It’s the time of year during which we (along with everyone else in academe who’s doing a search) decide what kind of schedule we want our searches to follow. There are both strategic and logistical aspects of this decision: When is the best time for us to advertise, interview, and offer in order to be most competitive in the market? And, how can we fit these searches together across the academic year so that it’s possible to do all of them efficiently and courteously for our candidates and our own faculty and staff?
Some disciplines pretty much fix the timetable. I’m thinking here of the major conferences that have a large interviewing/hiring component, such as the Modern Language Association, the American Historical Association, and the College Art Association. Because many programs conduct preliminary interviews at these conventions, it’s difficult to do a search before they occur because a lot of candidates are waiting for whatever may happen at interviews there.

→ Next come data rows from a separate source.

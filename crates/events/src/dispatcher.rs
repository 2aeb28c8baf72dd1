//! Translates domain events into stored notifications.
//!
//! The dispatcher runs on the subscription worker that received the event.
//! It renders the payload, inserts the notification and hands it to the
//! channel fanout, which delivers in the background.

use std::sync::Arc;

use bytes::Bytes;
use minishop_core::{EventKind, NewNotification, Notification};
use serde::de::DeserializeOwned;

use crate::delivery::ChannelFanout;
use crate::messages::{OrderEvent, PaymentEvent, ProductEvent};
use crate::store::NotificationStore;

// ---------------------------------------------------------------------------
// DomainEvent
// ---------------------------------------------------------------------------

/// An event as received from the bus.
#[derive(Debug, Clone)]
pub struct DomainEvent {
    pub kind: EventKind,
    pub payload: Bytes,
    pub subject: String,
}

#[derive(Debug, thiserror::Error)]
pub enum DispatchError {
    #[error("Malformed payload on '{subject}': {reason}")]
    Decode { subject: String, reason: String },
}

/// Receives every event a subscription worker pulls off the bus.
pub trait EventHandler: Send + Sync {
    fn handle(&self, event: DomainEvent) -> Result<(), DispatchError>;
}

// ---------------------------------------------------------------------------
// EventDispatcher
// ---------------------------------------------------------------------------

pub struct EventDispatcher {
    store: Arc<NotificationStore>,
    fanout: ChannelFanout,
}

impl EventDispatcher {
    pub fn new(store: Arc<NotificationStore>, fanout: ChannelFanout) -> Self {
        Self { store, fanout }
    }

    /// Render, store and fan out one event.
    pub fn dispatch(&self, event: &DomainEvent) -> Result<Notification, DispatchError> {
        let template = event.kind.template();
        let message = render_message(event)?;

        let notification = self.store.insert(NewNotification::new(
            event.kind.type_tag(),
            template.title,
            message,
            template.severity,
        ));

        tracing::info!(
            id = notification.id,
            notification_type = %notification.notification_type,
            subject = %event.subject,
            "Notification created",
        );

        self.fanout.dispatch(notification.clone());
        Ok(notification)
    }
}

impl EventHandler for EventDispatcher {
    fn handle(&self, event: DomainEvent) -> Result<(), DispatchError> {
        self.dispatch(&event).map(|_| ())
    }
}

// ---------------------------------------------------------------------------
// Rendering
// ---------------------------------------------------------------------------

/// Human-readable message for `event`.
///
/// Direct requests and unrecognised kinds carry their payload text
/// verbatim. Structured kinds are described from their decoded fields; a
/// payload that does not decode falls back to a fixed sentence for the
/// kind. Payloads that are not UTF-8 are rejected.
fn render_message(event: &DomainEvent) -> Result<String, DispatchError> {
    let text = std::str::from_utf8(&event.payload).map_err(|e| DispatchError::Decode {
        subject: event.subject.clone(),
        reason: e.to_string(),
    })?;

    let rendered = match &event.kind {
        EventKind::NotificationRequested | EventKind::Other(_) => Some(text.to_string()),
        EventKind::OrderCreated => decode::<OrderEvent>(event, text).map(|e| e.describe("created")),
        EventKind::OrderUpdated => decode::<OrderEvent>(event, text).map(|e| e.describe("updated")),
        EventKind::OrderCancelled => {
            decode::<OrderEvent>(event, text).map(|e| e.describe("cancelled"))
        }
        EventKind::OrderStatusChanged => {
            decode::<OrderEvent>(event, text).map(|e| e.describe_status_change())
        }
        EventKind::LowStock => decode::<ProductEvent>(event, text).map(|e| e.describe_low_stock()),
        EventKind::PaymentConfirmed => {
            decode::<PaymentEvent>(event, text).map(|e| e.describe("confirmed"))
        }
        EventKind::PaymentFailed => decode::<PaymentEvent>(event, text).map(|e| e.describe("failed")),
    };

    Ok(rendered.unwrap_or_else(|| fallback_message(&event.kind).to_string()))
}

fn decode<T: DeserializeOwned>(event: &DomainEvent, text: &str) -> Option<T> {
    match serde_json::from_str(text) {
        Ok(decoded) => Some(decoded),
        Err(e) => {
            tracing::warn!(
                subject = %event.subject,
                kind = %event.kind,
                error = %e,
                "Event payload did not decode, using default message",
            );
            None
        }
    }
}

fn fallback_message(kind: &EventKind) -> &'static str {
    match kind {
        EventKind::OrderCreated => "New order created",
        EventKind::OrderUpdated => "Order updated",
        EventKind::OrderCancelled => "Order cancelled",
        EventKind::OrderStatusChanged => "Order status changed",
        EventKind::LowStock => "Low stock detected",
        EventKind::PaymentConfirmed => "Payment confirmed",
        EventKind::PaymentFailed => "Payment failed",
        EventKind::NotificationRequested | EventKind::Other(_) => "Notification received",
    }
}

// ---------------------------------------------------------------------------
// Tests
// ---------------------------------------------------------------------------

Like many small institutions, and some larger ones, we have gradually abandoned preliminary interviews at these conferences for a variety of reasons, not the only one of which is their very high costs in time and money. But we have learned by experience that trying to jump out ahead of them is not a successful tactic and so we are basically locked into the same schedule as institutions that interview at those events.
One of our challenges, which we share with a number of other colleges and universities, is that we have a January term that starts right after the first of the year. In our case, we have a large number of faculty and students traveling domestically and internationally, and a lot of the business of the institution slows to a near-halt during that time because they are gone. Unless an entire search committee is still in town during that time, our searches basically stop as well. So in the fields with winter-break conferences, we would like to start out ahead of, but almost inevitably end up behind, the preferred schedule for those disciplines, which is unfortunate.
In other instances, we want to start as early as we can and wrap up the hiring process quickly. There are a couple of reasons for this approach. The first is that in disciplines without a customary annual hiring cycle, we hope to get out ahead of the crowd and hire strong candidates quickly. The second is that if the first round doesn’t work, we have a reasonable chance of reopening the search and still bringing it to a good conclusion before the end of the year.
Interestingly, in the past few years we have had a couple of instances where the applicant pool the second time around has been broader, deeper, and stronger than it was in the search’s first iteration. I have some theories about this, one of which is that a lot of excellent candidates don’t have the success they believe they should earlier in the year and need to continue to pursue a position later, looking at jobs they may not have considered previously. Having once been a grad student on the market, I understand this dynamic well, and am perfectly happy to recruit such candidates as long as they are truly interested in coming here.
I don’t think, though, that we can derive a rule from this experience that we should wait until after the main hiring season to mount our main hiring effort. There are a lot of very strong candidates who are interested in jobs like ours, and there are other such jobs, and so we don’t want to lose them preemptively by waiting until the first wave of hiring is complete.
We have been able to make a lot of very strong additions to our faculty over the past several years, but unfortunately a clear pattern for how to schedule our approach to searches has not emerged. So as we face a new hiring season, once again it will be most interesting to see how it comes out for us and for our potential future colleagues.